** Data extract follows **

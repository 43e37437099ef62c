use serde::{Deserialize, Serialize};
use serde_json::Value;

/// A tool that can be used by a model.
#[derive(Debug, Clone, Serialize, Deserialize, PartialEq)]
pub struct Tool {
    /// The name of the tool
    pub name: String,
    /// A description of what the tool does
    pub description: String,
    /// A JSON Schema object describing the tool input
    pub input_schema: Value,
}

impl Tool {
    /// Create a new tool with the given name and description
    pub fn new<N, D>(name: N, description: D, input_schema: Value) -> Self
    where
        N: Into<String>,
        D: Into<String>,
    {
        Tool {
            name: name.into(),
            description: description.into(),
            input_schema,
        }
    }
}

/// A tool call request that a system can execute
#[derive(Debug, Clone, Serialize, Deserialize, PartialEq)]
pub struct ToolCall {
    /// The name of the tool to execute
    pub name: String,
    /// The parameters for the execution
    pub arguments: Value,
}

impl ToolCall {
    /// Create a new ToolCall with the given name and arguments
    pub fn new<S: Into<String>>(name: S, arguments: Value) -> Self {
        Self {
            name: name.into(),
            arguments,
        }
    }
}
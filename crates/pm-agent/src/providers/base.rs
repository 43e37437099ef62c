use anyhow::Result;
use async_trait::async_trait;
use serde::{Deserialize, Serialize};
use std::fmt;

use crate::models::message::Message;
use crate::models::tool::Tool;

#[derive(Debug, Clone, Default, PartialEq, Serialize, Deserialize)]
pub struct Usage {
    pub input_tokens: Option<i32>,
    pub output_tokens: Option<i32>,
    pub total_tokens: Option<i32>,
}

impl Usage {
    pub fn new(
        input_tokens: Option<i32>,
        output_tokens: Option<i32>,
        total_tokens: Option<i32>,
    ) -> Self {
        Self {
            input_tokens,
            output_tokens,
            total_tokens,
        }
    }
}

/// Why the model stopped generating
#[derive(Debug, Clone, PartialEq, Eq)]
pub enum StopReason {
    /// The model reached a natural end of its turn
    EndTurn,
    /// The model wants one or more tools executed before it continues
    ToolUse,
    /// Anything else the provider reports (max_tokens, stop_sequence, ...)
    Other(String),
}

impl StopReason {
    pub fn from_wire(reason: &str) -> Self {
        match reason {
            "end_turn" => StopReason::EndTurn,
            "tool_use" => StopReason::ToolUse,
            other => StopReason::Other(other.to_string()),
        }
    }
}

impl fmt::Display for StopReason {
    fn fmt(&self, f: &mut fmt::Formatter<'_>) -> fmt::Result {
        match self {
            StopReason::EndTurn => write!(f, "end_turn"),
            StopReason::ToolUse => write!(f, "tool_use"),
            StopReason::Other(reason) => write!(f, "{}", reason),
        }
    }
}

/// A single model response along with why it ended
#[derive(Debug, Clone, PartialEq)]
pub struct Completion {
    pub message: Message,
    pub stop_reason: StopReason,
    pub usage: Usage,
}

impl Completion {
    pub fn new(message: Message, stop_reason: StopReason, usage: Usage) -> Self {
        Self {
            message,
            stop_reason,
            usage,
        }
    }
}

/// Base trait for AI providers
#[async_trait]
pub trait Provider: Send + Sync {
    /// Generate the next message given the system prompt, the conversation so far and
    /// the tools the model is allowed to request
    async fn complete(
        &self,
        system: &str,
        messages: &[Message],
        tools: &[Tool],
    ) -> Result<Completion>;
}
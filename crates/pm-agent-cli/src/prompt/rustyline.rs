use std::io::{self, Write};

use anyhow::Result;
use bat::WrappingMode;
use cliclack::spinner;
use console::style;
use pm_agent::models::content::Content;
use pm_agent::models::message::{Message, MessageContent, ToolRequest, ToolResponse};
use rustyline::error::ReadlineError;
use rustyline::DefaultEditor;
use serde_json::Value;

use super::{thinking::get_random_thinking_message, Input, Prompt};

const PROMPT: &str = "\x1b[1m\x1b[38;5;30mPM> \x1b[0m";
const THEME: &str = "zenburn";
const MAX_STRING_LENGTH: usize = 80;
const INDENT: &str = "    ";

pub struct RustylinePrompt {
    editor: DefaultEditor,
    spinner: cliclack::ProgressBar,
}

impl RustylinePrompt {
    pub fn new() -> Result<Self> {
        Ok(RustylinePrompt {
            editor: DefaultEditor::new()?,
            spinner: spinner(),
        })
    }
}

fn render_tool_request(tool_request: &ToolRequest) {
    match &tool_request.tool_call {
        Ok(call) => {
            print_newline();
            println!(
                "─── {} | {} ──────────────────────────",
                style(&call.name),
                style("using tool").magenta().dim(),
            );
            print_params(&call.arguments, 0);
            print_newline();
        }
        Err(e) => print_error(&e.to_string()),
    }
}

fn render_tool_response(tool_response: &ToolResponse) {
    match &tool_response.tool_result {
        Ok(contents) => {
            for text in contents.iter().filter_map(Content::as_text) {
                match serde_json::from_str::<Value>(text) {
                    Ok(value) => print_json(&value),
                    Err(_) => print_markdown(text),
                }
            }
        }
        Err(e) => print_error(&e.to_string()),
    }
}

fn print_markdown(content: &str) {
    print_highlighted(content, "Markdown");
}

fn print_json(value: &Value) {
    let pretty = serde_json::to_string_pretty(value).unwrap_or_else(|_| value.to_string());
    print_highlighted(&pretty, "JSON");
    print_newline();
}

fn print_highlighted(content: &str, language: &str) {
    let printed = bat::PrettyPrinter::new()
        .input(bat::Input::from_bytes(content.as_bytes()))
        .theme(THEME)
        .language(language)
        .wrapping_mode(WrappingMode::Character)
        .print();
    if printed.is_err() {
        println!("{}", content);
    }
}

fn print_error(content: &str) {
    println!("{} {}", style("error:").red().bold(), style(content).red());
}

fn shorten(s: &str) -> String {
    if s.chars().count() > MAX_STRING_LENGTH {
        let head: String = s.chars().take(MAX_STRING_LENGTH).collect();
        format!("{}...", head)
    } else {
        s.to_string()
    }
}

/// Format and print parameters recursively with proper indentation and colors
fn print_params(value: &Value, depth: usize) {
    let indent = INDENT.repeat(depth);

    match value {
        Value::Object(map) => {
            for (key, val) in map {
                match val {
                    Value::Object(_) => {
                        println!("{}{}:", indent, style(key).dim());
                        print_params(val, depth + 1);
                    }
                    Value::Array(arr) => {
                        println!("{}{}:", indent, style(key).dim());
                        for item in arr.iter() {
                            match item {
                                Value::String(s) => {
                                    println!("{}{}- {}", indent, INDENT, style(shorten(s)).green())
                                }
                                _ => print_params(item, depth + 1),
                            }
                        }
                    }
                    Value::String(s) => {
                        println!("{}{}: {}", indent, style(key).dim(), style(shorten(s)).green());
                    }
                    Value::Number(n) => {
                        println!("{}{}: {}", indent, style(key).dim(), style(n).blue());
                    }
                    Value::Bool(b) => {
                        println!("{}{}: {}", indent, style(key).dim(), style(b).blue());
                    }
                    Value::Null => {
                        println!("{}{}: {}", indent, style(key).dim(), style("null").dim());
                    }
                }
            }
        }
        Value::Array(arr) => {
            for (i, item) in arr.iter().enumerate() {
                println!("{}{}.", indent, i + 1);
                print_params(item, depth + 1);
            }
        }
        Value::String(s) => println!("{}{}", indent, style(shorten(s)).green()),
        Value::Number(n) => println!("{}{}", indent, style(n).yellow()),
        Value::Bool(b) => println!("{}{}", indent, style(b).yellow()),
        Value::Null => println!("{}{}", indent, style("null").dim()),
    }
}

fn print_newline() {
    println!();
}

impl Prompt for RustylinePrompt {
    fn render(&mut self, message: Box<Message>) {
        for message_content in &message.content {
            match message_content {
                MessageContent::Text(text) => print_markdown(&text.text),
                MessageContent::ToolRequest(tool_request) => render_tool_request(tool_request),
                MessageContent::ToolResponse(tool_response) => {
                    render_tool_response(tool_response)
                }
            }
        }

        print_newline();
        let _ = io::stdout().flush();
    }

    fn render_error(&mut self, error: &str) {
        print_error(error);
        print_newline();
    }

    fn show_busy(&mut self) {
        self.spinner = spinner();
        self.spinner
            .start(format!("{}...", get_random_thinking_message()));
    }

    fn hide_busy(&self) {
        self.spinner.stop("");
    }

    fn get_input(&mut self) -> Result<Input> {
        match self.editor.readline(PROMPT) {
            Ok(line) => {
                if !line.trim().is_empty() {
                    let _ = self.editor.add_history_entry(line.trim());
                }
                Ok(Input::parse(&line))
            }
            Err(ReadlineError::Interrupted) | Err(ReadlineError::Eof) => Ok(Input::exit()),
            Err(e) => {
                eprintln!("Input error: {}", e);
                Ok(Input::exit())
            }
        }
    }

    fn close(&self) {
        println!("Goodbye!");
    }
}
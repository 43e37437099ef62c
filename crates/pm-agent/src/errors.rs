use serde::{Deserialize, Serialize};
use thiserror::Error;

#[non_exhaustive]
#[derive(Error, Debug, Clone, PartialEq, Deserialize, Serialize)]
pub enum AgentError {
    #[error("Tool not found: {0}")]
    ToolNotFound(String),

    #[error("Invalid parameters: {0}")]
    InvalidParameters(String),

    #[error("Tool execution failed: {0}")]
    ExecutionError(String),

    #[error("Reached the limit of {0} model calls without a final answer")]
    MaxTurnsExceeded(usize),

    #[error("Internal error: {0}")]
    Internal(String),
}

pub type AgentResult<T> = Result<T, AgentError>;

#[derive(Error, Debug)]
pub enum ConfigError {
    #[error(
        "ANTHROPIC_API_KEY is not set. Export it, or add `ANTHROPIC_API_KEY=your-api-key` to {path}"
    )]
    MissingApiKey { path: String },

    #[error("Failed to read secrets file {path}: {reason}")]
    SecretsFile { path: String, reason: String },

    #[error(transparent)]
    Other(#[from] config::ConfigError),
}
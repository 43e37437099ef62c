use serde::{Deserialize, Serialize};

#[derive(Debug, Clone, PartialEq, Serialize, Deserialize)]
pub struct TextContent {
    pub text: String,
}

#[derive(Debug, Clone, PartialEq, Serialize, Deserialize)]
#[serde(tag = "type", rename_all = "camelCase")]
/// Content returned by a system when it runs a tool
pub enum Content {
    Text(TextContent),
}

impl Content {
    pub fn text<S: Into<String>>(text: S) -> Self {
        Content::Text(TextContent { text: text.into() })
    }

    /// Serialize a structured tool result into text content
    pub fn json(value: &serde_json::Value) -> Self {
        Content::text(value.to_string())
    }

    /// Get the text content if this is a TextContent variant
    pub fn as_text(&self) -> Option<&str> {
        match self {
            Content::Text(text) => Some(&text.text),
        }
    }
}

** End of Data extract **

▶ _Activity_
Starting with the first line of the listing, output each line exactly until you have included the one containing "use crate::models::tool::Tool;".

▶ _Your response_
repository 43e37437099ef62c
use serde::{Deserialize, Serialize};
use serde_json::Value;

/// A tool that can be used by a model.
#[derive(Debug, Clone, Serialize, Deserialize, PartialEq)]
pub struct Tool {
    /// The name of the tool
    pub name: String,
    /// A description of what the tool does
    pub description: String,
    /// A JSON Schema object describing the tool input
    pub input_schema: Value,
}

impl Tool {
    /// Create a new tool with the given name and description
    pub fn new<N, D>(name: N, description: D, input_schema: Value) -> Self
    where
        N: Into<String>,
        D: Into<String>,
    {
        Tool {
            name: name.into(),
            description: description.into(),
            input_schema,
        }
    }
}

/// A tool call request that a system can execute
#[derive(Debug, Clone, Serialize, Deserialize, PartialEq)]
pub struct ToolCall {
    /// The name of the tool to execute
    pub name: String,
    /// The parameters for the execution
    pub arguments: Value,
}

impl ToolCall {
    /// Create a new ToolCall with the given name and arguments
    pub fn new<S: Into<String>>(name: S, arguments: Value) -> Self {
        Self {
            name: name.into(),
            arguments,
        }
    }
}
filename crates/pm-agent/src/providers/base.rs
repository 43e37437099ef62c
use anyhow::Result;
use async_trait::async_trait;
use serde::{Deserialize, Serialize};
use std::fmt;

use crate::models::message::Message;
use crate::models::tool::Tool;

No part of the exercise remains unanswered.